- In this worksheet you will learn how to build a pangenome as well as a core genome alignment using Roary in Galaxy
Required prerequisite(s)
- You must create an account on https://usegalaxy.eu/ and log in to that account
Suggested prerequisite(s)
- An understanding of how to use Galaxy. Some good guidance: https://www.youtube.com/watch?v=uVNdyrVDYYU
- An understanding of how Roary works: https://academic.oup.com/bioinformatics/article/31/22/3691/240757
Dataset
- This demonstration uses the GFF3 files of a set of closely related bacterial whole genome sequences
- Download this dataset and unzip it to a folder on your computer.
- GFF3 files are annotation files, laying out where each gene starts and stops and its predicted function. It is created by most annotation software such as Bakta.
- You can follow the tutorial on genome assembly and annotation (viral and bacterial) from my Pathogenic Genomics Course if you wish to learn more about this.
Steps
- In your web browser, navigate to https://usegalaxy.eu/
- Log in to your account using the ‘Login or Register’ button in the top navigation bar
- We want to upload all the genome GFF3 files together into a single collection so we can process them together.
- Click ‘Upload Data’ on the left of the screen and then select ‘Collection’ at the top.
- Drag and drop all 6 GFF3 files from the dataset into the box and when finished press ‘Start’
- Once upload is finished, click ‘Build’
- Enter a name for your collection in the ‘Name:’ box and then click ‘Create collection’

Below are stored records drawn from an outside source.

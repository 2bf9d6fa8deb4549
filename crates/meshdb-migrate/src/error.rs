//! Error types for the migration library.
//!
//! Only fatal conditions are represented here. Row-level and table-level
//! problems that the run recovers from are carried as values
//! ([`crate::core::RowOutcome`], [`crate::orchestrator::TableStatus`]).

use thiserror::Error;

/// Exit code for configuration errors (bad locator, bad spec file).
pub const EXIT_CONFIG_ERROR: u8 = 1;
/// Exit code for connectivity failures.
pub const EXIT_CONNECTION_ERROR: u8 = 2;
/// Exit code for strict schema application failures.
pub const EXIT_SCHEMA_ERROR: u8 = 3;
/// Exit code for failures while loading table data.
pub const EXIT_LOAD_ERROR: u8 = 4;
/// Exit code for local I/O failures.
pub const EXIT_IO_ERROR: u8 = 7;

/// Main error type for migration operations.
#[derive(Error, Debug)]
pub enum MigrateError {
    /// Configuration error (malformed locator, unsupported scheme, invalid spec).
    #[error("Configuration error: {0}")]
    Config(String),

    /// A store could not be reached or failed its round-trip check.
    #[error("Connection error: {message}\n  Context: {context}")]
    Connection { message: String, context: String },

    /// A DDL statement failed in the strict schema path.
    #[error("Schema error: {0}")]
    Schema(String),

    /// A connection-level failure while loading a table.
    #[error("Load failed for table {table}: {message}")]
    Load { table: String, message: String },

    /// Source (SQLite) driver error.
    #[error("Source database error: {0}")]
    Source(#[from] sqlx::Error),

    /// PostgreSQL driver error.
    #[error("PostgreSQL error: {0}")]
    Postgres(#[from] tokio_postgres::Error),

    /// MySQL driver error.
    #[error("MySQL error: {0}")]
    Mysql(#[from] mysql_async::Error),

    /// IO error (file operations).
    #[error("IO error: {0}")]
    Io(#[from] std::io::Error),

    /// YAML deserialization error (spec files).
    #[error("YAML error: {0}")]
    Yaml(#[from] serde_yaml::Error),

    /// JSON serialization error (summary output).
    #[error("JSON error: {0}")]
    Json(#[from] serde_json::Error),
}

impl MigrateError {
    /// Create a Connection error with context about where it occurred.
    pub fn connection(message: impl ToString, context: impl Into<String>) -> Self {
        MigrateError::Connection {
            message: message.to_string(),
            context: context.into(),
        }
    }

    /// Create a Load error for a table.
    pub fn load(table: impl Into<String>, message: impl ToString) -> Self {
        MigrateError::Load {
            table: table.into(),
            message: message.to_string(),
        }
    }

    /// Process exit code for this error.
    pub fn exit_code(&self) -> u8 {
        match self {
            MigrateError::Config(_) | MigrateError::Yaml(_) | MigrateError::Json(_) => {
                EXIT_CONFIG_ERROR
            }
            MigrateError::Connection { .. } => EXIT_CONNECTION_ERROR,
            MigrateError::Schema(_) => EXIT_SCHEMA_ERROR,
            MigrateError::Load { .. }
            | MigrateError::Source(_)
            | MigrateError::Postgres(_)
            | MigrateError::Mysql(_) => EXIT_LOAD_ERROR,
            MigrateError::Io(_) => EXIT_IO_ERROR,
        }
    }

    /// Format error with full details including error chain.
    pub fn format_detailed(&self) -> String {
        let mut output = format!("Error: {}\n", self);

        let mut source = std::error::Error::source(self);
        let mut depth = 1;
        while let Some(err) = source {
            output.push_str(&format!("\nCaused by:\n  {}: {}", depth, err));
            source = err.source();
            depth += 1;
        }

        output
    }
}

/// Result type alias for migration operations.
pub type Result<T> = std::result::Result<T, MigrateError>;
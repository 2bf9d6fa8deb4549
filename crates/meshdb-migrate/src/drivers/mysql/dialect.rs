//! MySQL/MariaDB SQL dialect.

use crate::core::Dialect;
use crate::drivers::sqlite::Affinity;

/// MySQL/MariaDB dialect implementation.
///
/// Compatible with MySQL 5.7+, 8.0+, and MariaDB 10.2+.
#[derive(Debug, Clone, Default)]
pub struct MysqlDialect;

impl MysqlDialect {
    /// Create a new MySQL dialect instance.
    pub fn new() -> Self {
        Self
    }
}

impl Dialect for MysqlDialect {
    fn name(&self) -> &str {
        "mysql"
    }

    fn quote_ident(&self, name: &str) -> String {
        format!("`{}`", name.replace('`', "``"))
    }

    fn param_placeholder(&self, _index: usize) -> String {
        "?".to_string()
    }

    fn build_insert_ignore(&self, table: &str, columns: &[String]) -> String {
        let cols = columns
            .iter()
            .map(|c| self.quote_ident(c))
            .collect::<Vec<_>>()
            .join(", ");
        let params = (1..=columns.len())
            .map(|i| self.param_placeholder(i))
            .collect::<Vec<_>>()
            .join(", ");

        format!(
            "INSERT IGNORE INTO {} ({}) VALUES ({})",
            self.quote_ident(table),
            cols,
            params
        )
    }

    fn map_source_type(&self, declared_type: &str, is_primary_key: bool) -> String {
        // TEXT and BLOB columns cannot be keyed without a prefix length.
        match Affinity::of(declared_type) {
            Affinity::Integer => "BIGINT",
            Affinity::Boolean => "TINYINT(1)",
            Affinity::Real => "DOUBLE",
            Affinity::Numeric => "DECIMAL(38,10)",
            Affinity::Text | Affinity::Untyped if is_primary_key => "VARCHAR(255)",
            Affinity::Text | Affinity::Untyped => "TEXT",
            Affinity::Blob if is_primary_key => "VARBINARY(255)",
            Affinity::Blob => "LONGBLOB",
            Affinity::Json => "JSON",
            Affinity::Timestamp => "DATETIME(3)",
        }
        .to_string()
    }

    fn identity_column(&self, name: &str) -> String {
        format!("{} BIGINT AUTO_INCREMENT PRIMARY KEY", self.quote_ident(name))
    }

    fn create_table_suffix(&self) -> &str {
        " ENGINE=InnoDB DEFAULT CHARSET=utf8mb4 COLLATE=utf8mb4_unicode_ci"
    }
}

- It can take a few minutes for your collection to be built but you should see it appear in green in the right hand history section.
- In the lefthand side menu, in the search box under ‘Tools’ type roary
- Click on ‘Roary the pangenome pipeline - Quickly generate a core gene alignment from gff3 files’
- The Roary tool will now appear in the centre of the screen. This tool will compare multiple gene sets from sequenced genomes and construct their shared pangenome.
- Under ‘Individual gff files or a dataset collection’ click the dropdown and select ‘Collection’
- Under ‘Dataset collection to submit to Roary’ ensure your collection is in the dropdown menu
- We are assuming that these genomes are all from the same species so we will leave the default percentage cut-offs as they are.
- If these were from different species we may want to decrease these cut-offs to be more permissive in finding homologs and not over splitting our data.
- Of note though, pangenomes are meant to be for species level analyses only and Roary is not built for genus level comparisons. If you wish to have a core genome alignment from genus level data, I would recommend Proteinortho or SCARAP
- You can request additional outputs using the checkboxes but for now we will leave these blank and get the default outputs
- Click ‘Run Tool’ to start the analysis.
- This can take a while so be patient
- When done, Roary will produce three output files (Click the eye symbol on each to see their contents):
- Summary statistics: How many genes are in the core, shell and cloud of the pangenome. We would usually expect a large core genome (>1000 genes). Do you have that here? If not, why do you think not?
- Core Gene Alignment: The alignment of all core genes across the genomes. This can be input to phylogenetic programs as outlined in other worksheets.
- Gene Presence Absence: A tab delimited file of each gene group in the pangenome, its predicted function and its distribution across the genomes.